The tourism industry will deliver the lion’s share of this year’s projected export growth, according to our macroeconomic forecast. In view of news reports about a possible setback in bookings and concerns about declining revenues per tourist, it is helpful to examine how the Icelandic economy would be affected if growth in tourism were flat in 2024 – due to stagnating visitor numbers, declining revenues per tourist, or a combination of the two.

A simple scenario analysis wherein we hold tourism revenues constant between 2023 and 2024 reveals that export growth would shrink from 2.9% to 0.2%. On the other hand, import growth would weaken because of a reduced need for tourism industry inputs, as well as somewhat more sluggish private consumption growth. The current account balance would therefore deteriorate: instead of showing a surplus measuring 0.7% of GDP in 2024, it would be close to zero, as we estimate for 2023. As a result, the ISK would probably appreciate less in 2024 than we assume in our baseline forecast. GDP would be accordingly weaker, at 1.1% instead of the projected 1.9% in our baseline scenario.

Such a turn of events would significantly affect the labour market as well. We estimate that each 100,000 tourists who visit Iceland create perhaps 700-800 jobs, directly and indirectly. This rough estimate implies that the projected increase in 2024 – 200,000 more tourist arrivals than in 2023 – will create around 1,400-1,600 jobs in Iceland, all else being equal. If the sector does not grow because of stagnating visitor numbers, reduced revenues per tourist, or both, the supply of jobs in the labour market will be considerably below our baseline forecast. Presumably, this would impede net inward migration, as the booming population growth of the past two years has been driven mainly by immigration among job-seekers from other countries. By the same token, demand pressures in the housing market would be weaker, owing to slower population growth and reduced tourist demand for short-term rental housing.

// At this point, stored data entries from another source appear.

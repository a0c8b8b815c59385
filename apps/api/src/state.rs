use crate::config::Config;
use crate::llm_client::LlmClient;

/// Shared application state injected into all route handlers via Axum extractors.
///
/// Both clients are read-only after startup, so cloning the state per request
/// is cheap and requires no locking.
#[derive(Clone)]
pub struct AppState {
    /// Provider that answers questions in character as the persona.
    pub chat_llm: LlmClient,
    /// Provider that grades the answer against the grounding documents.
    pub eval_llm: LlmClient,
    pub config: Config,
}

impl AppState {
    pub fn from_config(config: Config) -> Self {
        let chat_llm = LlmClient::new(
            config.chat_api_url.clone(),
            config.openai_api_key.clone(),
            config.chat_model.clone(),
        );
        let eval_llm = LlmClient::new(
            config.eval_api_url.clone(),
            config.gemini_api_key.clone(),
            config.eval_model.clone(),
        );
        Self {
            chat_llm,
            eval_llm,
            config,
        }
    }
}
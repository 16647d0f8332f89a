//! Glyph widths of the builtin Helvetica fonts in thousandths of an em, taken from the
//! standard Adobe font metrics. Rows hold 16 characters each, starting at the space (0x20).

use super::FontStyle;
use printpdf::lopdf::Document;

/// Width used for characters outside printable ASCII. A full em is wider than every
/// Helvetica glyph, so text containing them is never measured too short.
const FALLBACK_WIDTH: u16 = 1000;

const HELVETICA: [u16; 95] = [
    278, 278, 355, 556, 556, 889, 667, 191, 333, 333, 389, 584, 278, 333, 278, 278,
    556, 556, 556, 556, 556, 556, 556, 556, 556, 556, 278, 278, 584, 584, 584, 556,
    1015, 667, 667, 722, 722, 667, 611, 778, 722, 278, 500, 667, 556, 833, 722, 778,
    667, 778, 722, 667, 611, 722, 667, 944, 667, 667, 611, 278, 278, 278, 469, 556,
    333, 556, 556, 500, 556, 556, 278, 556, 556, 222, 222, 500, 222, 833, 556, 556,
    556, 556, 333, 500, 278, 556, 500, 722, 500, 500, 500, 334, 260, 334, 584,
];

const HELVETICA_BOLD: [u16; 95] = [
    278, 333, 474, 556, 556, 889, 722, 238, 333, 333, 389, 584, 278, 333, 278, 278,
    556, 556, 556, 556, 556, 556, 556, 556, 556, 556, 333, 333, 584, 584, 584, 611,
    975, 722, 722, 722, 722, 667, 611, 778, 722, 278, 556, 722, 611, 833, 722, 778,
    667, 778, 722, 667, 611, 722, 667, 944, 667, 667, 611, 333, 278, 333, 584, 556,
    333, 556, 611, 556, 611, 556, 333, 611, 611, 278, 278, 556, 278, 889, 611, 611,
    611, 611, 389, 556, 333, 611, 556, 778, 556, 556, 500, 389, 280, 389, 584,
];

pub(crate) fn char_units(c: char, style: FontStyle) -> u32 {
    let table = match style {
        FontStyle::Bold => &HELVETICA_BOLD,
        FontStyle::Regular => &HELVETICA,
    };
    let width = u32::from(c)
        .checked_sub(0x20)
        .and_then(|index| table.get(usize::try_from(index).ok()?))
        .copied()
        .unwrap_or(FALLBACK_WIDTH);
    u32::from(width)
}

/// Width of `text` in thousandths of an em.
pub(crate) fn text_units(text: &str, style: FontStyle) -> u32 {
    text.chars().map(|c| char_units(c, style)).sum()
}

/// Characters the builtin fonts cannot show. The WinAnsi encoding used for them drops these
/// silently.
pub(crate) fn unencodable_chars(text: &str) -> Vec<char> {
    let mut buf = [0; 4];
    text.chars()
        .filter(|c| Document::encode_text(Some("WinAnsiEncoding"), c.encode_utf8(&mut buf)).len() != 1)
        .collect()
}
use crate::TestDb;
use std::borrow::Cow;
use tempfile::TempDir;
use thiserror::Error;

/// A SQLite database file inside a temporary directory. The directory is removed on drop.
pub struct SqliteDb {
    // Kept so the directory outlives the database
    #[allow(dead_code)]
    temp_dir: TempDir,
    uri: String,
}

#[derive(Error, Debug)]
pub enum SqliteError {
    #[error(transparent)]
    Io(#[from] std::io::Error),
}

impl SqliteDb {
    pub fn new() -> Result<Self, SqliteError> {
        let temp_dir = TempDir::with_prefix("test-sqlite-db")?;
        let uri = temp_dir
            .path()
            .join("db.sqlite")
            .to_str()
            .ok_or(std::io::Error::new(std::io::ErrorKind::InvalidData, "Invalid path"))?
            .to_owned();
        let uri = format!("sqlite://{uri}?mode=rwc");

        tracing::info!(uri = ?uri, "return sqlite db uri");
        Ok(Self { temp_dir, uri })
    }
}

impl TestDb for SqliteDb {
    fn db_uri(&self) -> Cow<'_, str> {
        self.uri.as_str().into()
    }
}

#[cfg(test)]
mod tests {
    use super::*;

    #[test]
    fn test_uri_points_into_temp_dir() {
        let db = SqliteDb::new().unwrap();
        let uri = db.db_uri();
        assert!(uri.starts_with("sqlite://"));
        assert!(uri.ends_with("db.sqlite?mode=rwc"));
        assert!(uri.contains(db.temp_dir.path().to_str().unwrap()));
    }
}
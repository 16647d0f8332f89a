pub(crate) mod api;
pub(crate) mod error;
pub(crate) mod exams;
pub(crate) mod swagger;
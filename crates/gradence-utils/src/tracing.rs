use sentry::ClientInitGuard;
use sentry_tracing::EventFilter;
use std::borrow::Cow;
use thiserror::Error;
use tracing_core::{Level, LevelFilter};
use tracing_subscriber::EnvFilter;
use tracing_subscriber::layer::SubscriberExt;
use tracing_subscriber::util::SubscriberInitExt;

use typed_builder::TypedBuilder;

#[derive(TypedBuilder, Debug)]
pub struct TracingConfig {
    // Has to be filled in by the binary or else the sentry release will be wrong
    pub package: &'static str,
    pub version: &'static str,
    #[builder(default)]
    pub sentry_dsn: Option<String>,
    #[builder(setter(into), default = String::from("dev"))]
    pub env: String,
    #[builder(default)]
    pub json: bool,
}

#[derive(Debug, Error)]
pub enum Error {
    #[error(transparent)]
    TracingInit(#[from] tracing_subscriber::util::TryInitError),
}

pub struct TracingGuard {
    _sentry: ClientInitGuard,
}

pub fn setup(config: TracingConfig) -> Result<TracingGuard, Error> {
    let guard = sentry::init((
        config.sentry_dsn,
        sentry::ClientOptions {
            release: Some(Cow::Owned(format!("{}@{}", config.package, config.version))),
            environment: Some(Cow::Owned(config.env)),
            ..Default::default()
        },
    ));

    let sentry_layer = sentry_tracing::layer().event_filter(|md| match *md.level() {
        Level::ERROR => EventFilter::Event,
        Level::TRACE => EventFilter::Ignore,
        _ => EventFilter::Breadcrumb,
    });

    tracing_subscriber::registry()
        .with(config.json.then(|| tracing_subscriber::fmt::layer().json()))
        .with((!config.json).then(tracing_subscriber::fmt::layer))
        .with(
            EnvFilter::builder()
                .with_default_directive(LevelFilter::INFO.into())
                .from_env_lossy(),
        )
        .with(sentry_layer)
        .try_init()?;

    Ok(TracingGuard { _sentry: guard })
}
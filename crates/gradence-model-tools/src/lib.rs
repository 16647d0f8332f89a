pub mod convert;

The economy could cool earlier

Although a less pronounced ISK appreciation could slow down disinflation, inflation would probably be affected more strongly in coming quarters by reduced demand for jobs and housing and weaker growth in the economy as a whole. As a result, inflation could subside somewhat more quickly, and the policy rate could fall farther than we have assumed in our baseline forecast. This aligns with the opinions expressed by Central Bank (CBI) representatives at the press conference following the last interest rate decision. When asked, the CBI officials said that headwinds in the tourism industry could cause the economy to cool earlier than would otherwise be the case, reducing the need for a tight monetary stance in the near future.

It is still too early to determine whether our baseline forecast or the above-described alternative scenario will turn out more accurate. But in any event, it is clear that the ongoing geological unrest on Reykjanes is not the same springboard for tourism as the “tourist eruptions” of the past few years seem to have been. Whether this changes again, only time will tell.